*TASK REQUIREMENTS*
Where a line of the entries holds the string "settings", copy that line.

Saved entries
▼▼▼

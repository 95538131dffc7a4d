//! Configuration management
//!
//! TOML file under the platform config directory, with environment
//! overrides for the values deployments usually inject.

use anyhow::{Context, Result};
use serde::{Deserialize, Serialize};
use std::path::{Path, PathBuf};
use tracing::info;

use crate::messaging::telegram::TelegramConfig;
use crate::predictor::mode::DEFAULT_FAILURE_THRESHOLD;

/// Main configuration structure
#[derive(Debug, Clone, Default, Serialize, Deserialize)]
pub struct Config {
    /// Telegram bot and channel settings
    #[serde(default)]
    pub telegram: TelegramConfig,
    /// Long-polling listener settings
    #[serde(default)]
    pub gateway: crate::gateway::GatewayConfig,
    /// Health/status HTTP server
    #[serde(default)]
    pub server: ServerConfig,
    /// Prediction core tuning
    #[serde(default)]
    pub predictor: PredictorConfig,
}

#[derive(Debug, Clone, Serialize, Deserialize)]
pub struct ServerConfig {
    /// Serve health and status endpoints
    #[serde(default = "default_true")]
    pub enabled: bool,
    #[serde(default = "default_host")]
    pub host: String,
    #[serde(default = "default_port")]
    pub port: u16,
}

fn default_true() -> bool {
    true
}

fn default_host() -> String {
    "0.0.0.0".to_string()
}

fn default_port() -> u16 {
    10000
}

impl Default for ServerConfig {
    fn default() -> Self {
        Self {
            enabled: true,
            host: default_host(),
            port: default_port(),
        }
    }
}

#[derive(Debug, Clone, Serialize, Deserialize)]
pub struct PredictorConfig {
    /// Draws kept in history (0 keeps everything)
    #[serde(default = "default_history_limit")]
    pub history_limit: usize,
    /// Consecutive failures that switch on intelligent mode
    #[serde(default = "default_failure_threshold")]
    pub failure_threshold: u32,
    /// Resolved predictions kept for inspection
    #[serde(default = "default_archive_limit")]
    pub archive_limit: usize,
}

fn default_history_limit() -> usize {
    100
}

fn default_failure_threshold() -> u32 {
    DEFAULT_FAILURE_THRESHOLD
}

fn default_archive_limit() -> usize {
    200
}

impl Default for PredictorConfig {
    fn default() -> Self {
        Self {
            history_limit: default_history_limit(),
            failure_threshold: default_failure_threshold(),
            archive_limit: default_archive_limit(),
        }
    }
}

impl Config {
    /// Load from the default path, creating it with defaults if missing
    pub fn load() -> Result<Self> {
        let path = config_path()?;
        if path.exists() {
            Self::load_from(&path)
        } else {
            let config = Config::default();
            config.save_to(&path)?;
            Ok(config)
        }
    }

    /// Load from an explicit file
    pub fn load_from(path: &Path) -> Result<Self> {
        let contents = std::fs::read_to_string(path)
            .with_context(|| format!("Failed to read config file {}", path.display()))?;
        toml::from_str(&contents).context("Failed to parse config file")
    }

    pub fn save_to(&self, path: &Path) -> Result<()> {
        if let Some(parent) = path.parent() {
            std::fs::create_dir_all(parent).context("Failed to create config directory")?;
        }
        let contents = toml::to_string_pretty(self).context("Failed to serialize config")?;
        std::fs::write(path, contents).context("Failed to write config file")?;
        Ok(())
    }

    /// Apply overrides from the process environment
    pub fn apply_env(&mut self) -> Result<()> {
        self.apply_overrides(|key| std::env::var(key).ok())
    }

    /// Apply overrides from any key lookup
    ///
    /// Keys: `BOT_TOKEN`, `TARGET_CHANNEL_ID`, `PREDICTION_CHANNEL_ID`,
    /// `ADMIN_CHAT_ID`, `PORT`.
    pub fn apply_overrides<F>(&mut self, lookup: F) -> Result<()>
    where
        F: Fn(&str) -> Option<String>,
    {
        let get = |key: &str| lookup(key).filter(|v| !v.trim().is_empty());

        if let Some(token) = get("BOT_TOKEN") {
            self.telegram.bot_token = token;
        }
        if let Some(id) = get("TARGET_CHANNEL_ID") {
            self.telegram.source_channel_id = Some(parse_chat_id("TARGET_CHANNEL_ID", &id)?);
        }
        if let Some(id) = get("PREDICTION_CHANNEL_ID") {
            self.telegram.prediction_channel_id = Some(parse_chat_id("PREDICTION_CHANNEL_ID", &id)?);
        }
        if let Some(id) = get("ADMIN_CHAT_ID") {
            self.telegram.admin_chat_id = Some(parse_chat_id("ADMIN_CHAT_ID", &id)?);
        }
        if let Some(port) = get("PORT") {
            self.server.port = port
                .trim()
                .parse()
                .with_context(|| format!("PORT is not a valid port: {}", port))?;
        }
        Ok(())
    }

    /// Log the effective configuration without secrets
    pub fn log_summary(&self) {
        info!(
            "Telegram: token {}, source {:?}, predictions {:?}, admin {:?}",
            if self.telegram.is_configured() { "configured" } else { "missing" },
            self.telegram.source_channel_id,
            self.telegram.prediction_channel_id,
            self.telegram.admin_chat_id,
        );
        info!(
            "Server: {} on {}:{}",
            if self.server.enabled { "enabled" } else { "disabled" },
            self.server.host,
            self.server.port
        );
        info!(
            "Predictor: history {}, failure threshold {}",
            self.predictor.history_limit, self.predictor.failure_threshold
        );
    }
}

fn parse_chat_id(key: &str, value: &str) -> Result<i64> {
    value
        .trim()
        .parse()
        .with_context(|| format!("{} is not a valid chat id: {}", key, value))
}

/// Get the configuration file path
pub fn config_path() -> Result<PathBuf> {
    let base = directories::ProjectDirs::from("com", "dame-predictor", "dame-predictor")
        .context("Failed to get project directories")?;
    Ok(base.config_dir().join("config.toml"))
}

/// Show current configuration
pub fn show_config(config: &Config) -> Result<()> {
    let mut shown = config.clone();
    if !shown.telegram.bot_token.is_empty() {
        shown.telegram.bot_token = "***".to_string();
    }
    println!("{}", toml::to_string_pretty(&shown).context("Failed to serialize config")?);
    Ok(())
}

▲▲▲

*ANSWER SPACE*
    /// Telegram bot and channel settings
    /// Long-polling listener settings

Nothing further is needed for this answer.